Start of Given information

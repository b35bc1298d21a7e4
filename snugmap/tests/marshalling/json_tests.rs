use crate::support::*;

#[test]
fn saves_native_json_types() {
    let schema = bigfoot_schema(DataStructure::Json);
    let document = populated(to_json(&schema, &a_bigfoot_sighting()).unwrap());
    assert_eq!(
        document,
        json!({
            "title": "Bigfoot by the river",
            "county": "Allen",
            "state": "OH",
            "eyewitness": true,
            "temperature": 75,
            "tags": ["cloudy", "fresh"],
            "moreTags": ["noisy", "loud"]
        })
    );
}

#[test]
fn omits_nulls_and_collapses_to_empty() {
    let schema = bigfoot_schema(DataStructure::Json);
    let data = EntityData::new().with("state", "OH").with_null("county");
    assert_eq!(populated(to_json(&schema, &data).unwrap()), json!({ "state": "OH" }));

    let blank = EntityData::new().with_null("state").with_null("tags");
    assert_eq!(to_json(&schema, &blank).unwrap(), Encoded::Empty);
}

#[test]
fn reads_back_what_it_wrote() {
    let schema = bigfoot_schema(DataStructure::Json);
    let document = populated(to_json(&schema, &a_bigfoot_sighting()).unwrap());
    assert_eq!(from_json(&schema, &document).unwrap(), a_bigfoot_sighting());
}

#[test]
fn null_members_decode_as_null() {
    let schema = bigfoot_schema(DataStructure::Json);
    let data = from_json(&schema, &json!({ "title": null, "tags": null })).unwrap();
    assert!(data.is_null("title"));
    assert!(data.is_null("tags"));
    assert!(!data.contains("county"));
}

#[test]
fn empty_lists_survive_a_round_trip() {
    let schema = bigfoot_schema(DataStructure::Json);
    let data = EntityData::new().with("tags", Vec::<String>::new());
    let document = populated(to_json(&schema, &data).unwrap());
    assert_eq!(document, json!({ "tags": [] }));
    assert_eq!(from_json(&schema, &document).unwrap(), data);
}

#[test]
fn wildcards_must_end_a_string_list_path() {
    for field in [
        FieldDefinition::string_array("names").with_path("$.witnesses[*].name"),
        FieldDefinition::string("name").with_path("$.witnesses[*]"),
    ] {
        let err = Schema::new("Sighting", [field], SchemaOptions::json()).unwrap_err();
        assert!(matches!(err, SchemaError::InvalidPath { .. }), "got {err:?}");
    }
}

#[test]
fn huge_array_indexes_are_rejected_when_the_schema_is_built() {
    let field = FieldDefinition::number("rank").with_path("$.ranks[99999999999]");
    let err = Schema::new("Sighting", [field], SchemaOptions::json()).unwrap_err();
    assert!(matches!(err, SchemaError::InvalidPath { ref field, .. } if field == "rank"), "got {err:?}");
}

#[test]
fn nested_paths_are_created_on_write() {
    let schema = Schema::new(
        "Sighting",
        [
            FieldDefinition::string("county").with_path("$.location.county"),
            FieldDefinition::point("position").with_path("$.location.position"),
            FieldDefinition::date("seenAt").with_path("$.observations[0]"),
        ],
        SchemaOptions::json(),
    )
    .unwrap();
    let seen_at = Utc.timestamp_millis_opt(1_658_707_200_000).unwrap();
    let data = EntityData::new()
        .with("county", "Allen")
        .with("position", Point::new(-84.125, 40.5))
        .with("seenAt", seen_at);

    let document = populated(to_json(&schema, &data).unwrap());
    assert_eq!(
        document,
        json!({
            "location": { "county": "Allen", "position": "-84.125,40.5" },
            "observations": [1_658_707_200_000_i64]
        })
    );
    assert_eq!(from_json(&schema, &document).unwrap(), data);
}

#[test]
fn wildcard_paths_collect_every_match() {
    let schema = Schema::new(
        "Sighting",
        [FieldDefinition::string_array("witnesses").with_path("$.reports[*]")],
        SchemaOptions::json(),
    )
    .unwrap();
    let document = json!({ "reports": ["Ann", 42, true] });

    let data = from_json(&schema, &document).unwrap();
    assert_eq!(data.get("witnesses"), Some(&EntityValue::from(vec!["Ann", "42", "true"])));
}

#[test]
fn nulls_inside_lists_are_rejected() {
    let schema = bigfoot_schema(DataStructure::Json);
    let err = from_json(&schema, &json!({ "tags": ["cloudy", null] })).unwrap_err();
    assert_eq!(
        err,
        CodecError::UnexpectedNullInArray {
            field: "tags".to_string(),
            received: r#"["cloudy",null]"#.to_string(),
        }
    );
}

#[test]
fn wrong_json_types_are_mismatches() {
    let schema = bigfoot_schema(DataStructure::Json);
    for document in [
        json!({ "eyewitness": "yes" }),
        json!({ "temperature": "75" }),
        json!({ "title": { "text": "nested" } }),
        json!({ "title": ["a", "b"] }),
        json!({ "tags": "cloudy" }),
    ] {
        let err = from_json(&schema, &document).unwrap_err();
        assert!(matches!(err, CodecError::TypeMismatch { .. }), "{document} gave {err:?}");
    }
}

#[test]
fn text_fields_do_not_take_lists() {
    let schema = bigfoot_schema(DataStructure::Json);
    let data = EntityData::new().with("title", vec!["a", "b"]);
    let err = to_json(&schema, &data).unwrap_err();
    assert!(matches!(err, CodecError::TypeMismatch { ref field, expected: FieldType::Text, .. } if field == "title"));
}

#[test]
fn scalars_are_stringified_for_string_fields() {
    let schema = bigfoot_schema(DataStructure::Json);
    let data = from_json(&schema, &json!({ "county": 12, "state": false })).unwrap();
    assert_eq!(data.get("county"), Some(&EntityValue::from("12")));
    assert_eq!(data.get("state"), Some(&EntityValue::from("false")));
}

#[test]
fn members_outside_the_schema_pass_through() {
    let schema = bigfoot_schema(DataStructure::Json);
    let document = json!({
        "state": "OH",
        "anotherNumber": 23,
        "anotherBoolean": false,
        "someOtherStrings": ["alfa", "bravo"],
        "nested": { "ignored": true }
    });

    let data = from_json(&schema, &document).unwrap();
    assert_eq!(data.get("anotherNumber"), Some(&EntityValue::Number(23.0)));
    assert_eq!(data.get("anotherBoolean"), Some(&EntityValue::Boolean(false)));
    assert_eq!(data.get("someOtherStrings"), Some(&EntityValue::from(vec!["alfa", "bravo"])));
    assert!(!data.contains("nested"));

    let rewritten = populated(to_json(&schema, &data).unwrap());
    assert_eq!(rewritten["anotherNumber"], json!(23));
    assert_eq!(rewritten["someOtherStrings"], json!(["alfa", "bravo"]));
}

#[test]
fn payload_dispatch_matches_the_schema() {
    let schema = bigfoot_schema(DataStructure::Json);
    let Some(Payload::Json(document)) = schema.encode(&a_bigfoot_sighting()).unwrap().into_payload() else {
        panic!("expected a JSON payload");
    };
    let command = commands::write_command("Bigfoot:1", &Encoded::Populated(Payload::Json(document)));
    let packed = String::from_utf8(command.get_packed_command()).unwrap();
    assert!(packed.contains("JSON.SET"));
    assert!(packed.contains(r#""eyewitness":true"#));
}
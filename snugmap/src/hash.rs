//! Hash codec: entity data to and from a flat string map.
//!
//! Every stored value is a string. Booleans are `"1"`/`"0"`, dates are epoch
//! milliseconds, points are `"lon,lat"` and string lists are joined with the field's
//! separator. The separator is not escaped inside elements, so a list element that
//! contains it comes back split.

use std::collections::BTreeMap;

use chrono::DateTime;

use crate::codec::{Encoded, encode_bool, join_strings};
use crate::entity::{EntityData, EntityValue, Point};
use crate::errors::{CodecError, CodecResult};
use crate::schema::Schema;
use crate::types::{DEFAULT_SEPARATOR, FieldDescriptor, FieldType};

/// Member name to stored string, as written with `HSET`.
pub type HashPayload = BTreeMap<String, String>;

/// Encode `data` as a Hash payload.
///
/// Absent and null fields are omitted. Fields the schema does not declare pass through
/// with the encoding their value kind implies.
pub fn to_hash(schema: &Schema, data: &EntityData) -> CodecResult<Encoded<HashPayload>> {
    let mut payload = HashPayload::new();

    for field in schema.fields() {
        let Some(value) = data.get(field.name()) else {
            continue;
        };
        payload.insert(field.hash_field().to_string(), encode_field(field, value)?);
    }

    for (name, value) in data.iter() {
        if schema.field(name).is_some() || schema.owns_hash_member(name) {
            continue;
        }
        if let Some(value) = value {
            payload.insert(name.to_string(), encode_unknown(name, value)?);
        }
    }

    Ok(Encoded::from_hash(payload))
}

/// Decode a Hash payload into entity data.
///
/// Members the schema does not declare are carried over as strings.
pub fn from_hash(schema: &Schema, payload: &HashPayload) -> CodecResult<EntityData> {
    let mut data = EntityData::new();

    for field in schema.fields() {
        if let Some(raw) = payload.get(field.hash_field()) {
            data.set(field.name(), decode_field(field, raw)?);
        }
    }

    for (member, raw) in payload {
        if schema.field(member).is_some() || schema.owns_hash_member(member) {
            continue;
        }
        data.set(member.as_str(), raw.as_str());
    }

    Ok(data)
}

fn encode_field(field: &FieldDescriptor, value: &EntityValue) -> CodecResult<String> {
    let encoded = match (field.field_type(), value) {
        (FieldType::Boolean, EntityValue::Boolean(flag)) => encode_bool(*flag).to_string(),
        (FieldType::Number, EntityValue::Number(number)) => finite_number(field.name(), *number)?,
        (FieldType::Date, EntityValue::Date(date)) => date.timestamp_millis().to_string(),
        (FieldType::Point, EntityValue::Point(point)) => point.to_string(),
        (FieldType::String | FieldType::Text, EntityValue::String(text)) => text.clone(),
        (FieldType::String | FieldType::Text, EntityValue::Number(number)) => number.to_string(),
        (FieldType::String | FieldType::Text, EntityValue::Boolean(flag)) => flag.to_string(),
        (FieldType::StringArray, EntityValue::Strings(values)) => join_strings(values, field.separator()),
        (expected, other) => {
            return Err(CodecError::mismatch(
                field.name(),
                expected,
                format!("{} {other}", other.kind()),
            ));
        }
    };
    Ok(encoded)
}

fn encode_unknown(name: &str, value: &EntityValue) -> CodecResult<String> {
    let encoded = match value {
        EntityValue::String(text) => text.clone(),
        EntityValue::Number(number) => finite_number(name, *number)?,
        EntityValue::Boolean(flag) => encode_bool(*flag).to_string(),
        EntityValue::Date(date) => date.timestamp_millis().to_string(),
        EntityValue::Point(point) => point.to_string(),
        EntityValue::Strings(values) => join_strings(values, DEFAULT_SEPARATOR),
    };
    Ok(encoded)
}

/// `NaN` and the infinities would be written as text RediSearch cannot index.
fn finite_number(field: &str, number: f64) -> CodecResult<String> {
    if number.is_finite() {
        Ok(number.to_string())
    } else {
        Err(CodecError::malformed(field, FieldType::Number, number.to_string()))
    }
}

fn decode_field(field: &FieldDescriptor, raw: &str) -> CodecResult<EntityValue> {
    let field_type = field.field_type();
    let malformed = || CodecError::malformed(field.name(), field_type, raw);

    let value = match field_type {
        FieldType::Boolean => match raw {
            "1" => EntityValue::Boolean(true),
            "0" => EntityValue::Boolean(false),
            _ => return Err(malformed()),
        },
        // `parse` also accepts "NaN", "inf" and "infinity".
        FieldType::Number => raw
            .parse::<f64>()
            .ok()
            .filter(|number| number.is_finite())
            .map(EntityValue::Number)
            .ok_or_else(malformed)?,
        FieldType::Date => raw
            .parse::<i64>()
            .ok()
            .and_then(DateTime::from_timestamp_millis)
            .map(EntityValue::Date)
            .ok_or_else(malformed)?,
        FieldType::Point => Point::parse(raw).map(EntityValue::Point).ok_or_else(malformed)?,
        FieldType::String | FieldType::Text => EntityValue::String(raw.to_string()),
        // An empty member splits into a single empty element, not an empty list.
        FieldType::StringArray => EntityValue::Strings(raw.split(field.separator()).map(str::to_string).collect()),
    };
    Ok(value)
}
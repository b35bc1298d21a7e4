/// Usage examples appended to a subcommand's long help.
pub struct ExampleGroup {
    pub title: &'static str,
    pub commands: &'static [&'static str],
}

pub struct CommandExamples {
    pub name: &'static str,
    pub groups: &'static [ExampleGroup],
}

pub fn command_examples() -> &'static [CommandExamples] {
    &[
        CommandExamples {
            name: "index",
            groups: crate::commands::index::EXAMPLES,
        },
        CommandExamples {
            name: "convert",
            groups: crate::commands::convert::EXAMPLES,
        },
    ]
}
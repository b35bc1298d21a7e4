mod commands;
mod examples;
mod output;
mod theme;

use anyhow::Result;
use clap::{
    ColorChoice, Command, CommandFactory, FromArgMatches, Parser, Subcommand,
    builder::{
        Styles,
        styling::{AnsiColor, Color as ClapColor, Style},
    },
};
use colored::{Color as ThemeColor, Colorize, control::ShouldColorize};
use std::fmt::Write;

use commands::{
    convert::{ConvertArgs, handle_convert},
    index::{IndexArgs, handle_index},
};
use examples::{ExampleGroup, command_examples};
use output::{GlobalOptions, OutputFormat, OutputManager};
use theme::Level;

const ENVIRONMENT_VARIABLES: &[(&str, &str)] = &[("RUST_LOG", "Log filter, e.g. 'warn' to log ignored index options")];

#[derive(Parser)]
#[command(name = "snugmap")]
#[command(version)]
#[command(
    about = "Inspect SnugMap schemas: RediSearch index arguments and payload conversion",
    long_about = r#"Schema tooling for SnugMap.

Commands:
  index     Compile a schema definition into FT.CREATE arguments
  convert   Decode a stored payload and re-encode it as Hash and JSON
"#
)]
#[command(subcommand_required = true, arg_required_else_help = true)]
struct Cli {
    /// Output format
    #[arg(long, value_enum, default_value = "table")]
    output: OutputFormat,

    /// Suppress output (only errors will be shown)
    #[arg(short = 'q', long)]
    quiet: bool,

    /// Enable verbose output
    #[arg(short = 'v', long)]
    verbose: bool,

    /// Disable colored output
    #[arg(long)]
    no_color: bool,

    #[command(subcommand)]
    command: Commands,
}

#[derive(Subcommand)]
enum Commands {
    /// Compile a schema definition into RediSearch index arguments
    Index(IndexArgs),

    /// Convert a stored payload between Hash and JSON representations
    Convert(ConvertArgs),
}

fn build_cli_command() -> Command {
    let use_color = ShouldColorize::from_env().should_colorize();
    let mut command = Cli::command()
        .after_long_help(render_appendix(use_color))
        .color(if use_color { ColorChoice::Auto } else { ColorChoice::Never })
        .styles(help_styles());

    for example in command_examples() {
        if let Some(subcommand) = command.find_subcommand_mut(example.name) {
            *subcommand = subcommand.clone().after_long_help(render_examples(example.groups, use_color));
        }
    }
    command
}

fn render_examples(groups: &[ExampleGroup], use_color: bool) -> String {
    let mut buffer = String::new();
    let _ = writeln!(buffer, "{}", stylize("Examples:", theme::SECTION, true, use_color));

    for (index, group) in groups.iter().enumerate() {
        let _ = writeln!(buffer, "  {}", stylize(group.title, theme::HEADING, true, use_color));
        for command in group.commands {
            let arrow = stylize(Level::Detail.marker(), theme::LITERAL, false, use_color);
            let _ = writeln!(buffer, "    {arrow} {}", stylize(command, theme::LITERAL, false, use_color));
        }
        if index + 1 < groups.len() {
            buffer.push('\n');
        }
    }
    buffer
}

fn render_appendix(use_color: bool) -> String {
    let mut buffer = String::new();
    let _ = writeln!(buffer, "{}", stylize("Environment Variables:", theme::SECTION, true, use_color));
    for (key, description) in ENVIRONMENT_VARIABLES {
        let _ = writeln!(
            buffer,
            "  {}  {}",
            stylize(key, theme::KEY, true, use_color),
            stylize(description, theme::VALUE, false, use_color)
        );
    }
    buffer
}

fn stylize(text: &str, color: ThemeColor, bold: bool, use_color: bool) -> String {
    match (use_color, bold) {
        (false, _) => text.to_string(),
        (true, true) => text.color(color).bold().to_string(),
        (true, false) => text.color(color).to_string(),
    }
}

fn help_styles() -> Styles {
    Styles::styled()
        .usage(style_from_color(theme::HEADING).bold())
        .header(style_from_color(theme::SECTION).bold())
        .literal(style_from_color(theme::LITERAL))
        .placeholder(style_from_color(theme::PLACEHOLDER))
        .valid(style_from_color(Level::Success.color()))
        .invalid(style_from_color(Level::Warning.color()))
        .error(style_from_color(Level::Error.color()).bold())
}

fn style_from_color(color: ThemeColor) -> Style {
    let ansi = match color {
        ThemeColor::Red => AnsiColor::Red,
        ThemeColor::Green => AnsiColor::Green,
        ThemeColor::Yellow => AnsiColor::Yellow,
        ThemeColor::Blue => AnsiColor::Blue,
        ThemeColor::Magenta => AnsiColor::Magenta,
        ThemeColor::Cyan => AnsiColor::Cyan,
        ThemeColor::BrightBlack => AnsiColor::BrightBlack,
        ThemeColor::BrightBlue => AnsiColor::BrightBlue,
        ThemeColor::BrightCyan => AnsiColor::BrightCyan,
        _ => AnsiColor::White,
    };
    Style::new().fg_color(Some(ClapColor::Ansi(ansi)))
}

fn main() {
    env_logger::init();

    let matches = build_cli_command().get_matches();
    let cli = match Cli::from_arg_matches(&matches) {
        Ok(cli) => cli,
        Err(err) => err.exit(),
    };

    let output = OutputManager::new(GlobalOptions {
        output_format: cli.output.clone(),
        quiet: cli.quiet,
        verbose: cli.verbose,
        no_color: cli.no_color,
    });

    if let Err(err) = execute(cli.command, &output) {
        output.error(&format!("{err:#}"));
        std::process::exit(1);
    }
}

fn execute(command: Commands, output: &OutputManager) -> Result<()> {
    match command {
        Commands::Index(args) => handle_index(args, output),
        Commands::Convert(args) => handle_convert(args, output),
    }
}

End of Given information

- **Task directions**
For this task, copy every line of the material in which "verbose" appears.

- **Result of the task**
    /// Enable verbose output
    verbose: bool,
        verbose: cli.verbose,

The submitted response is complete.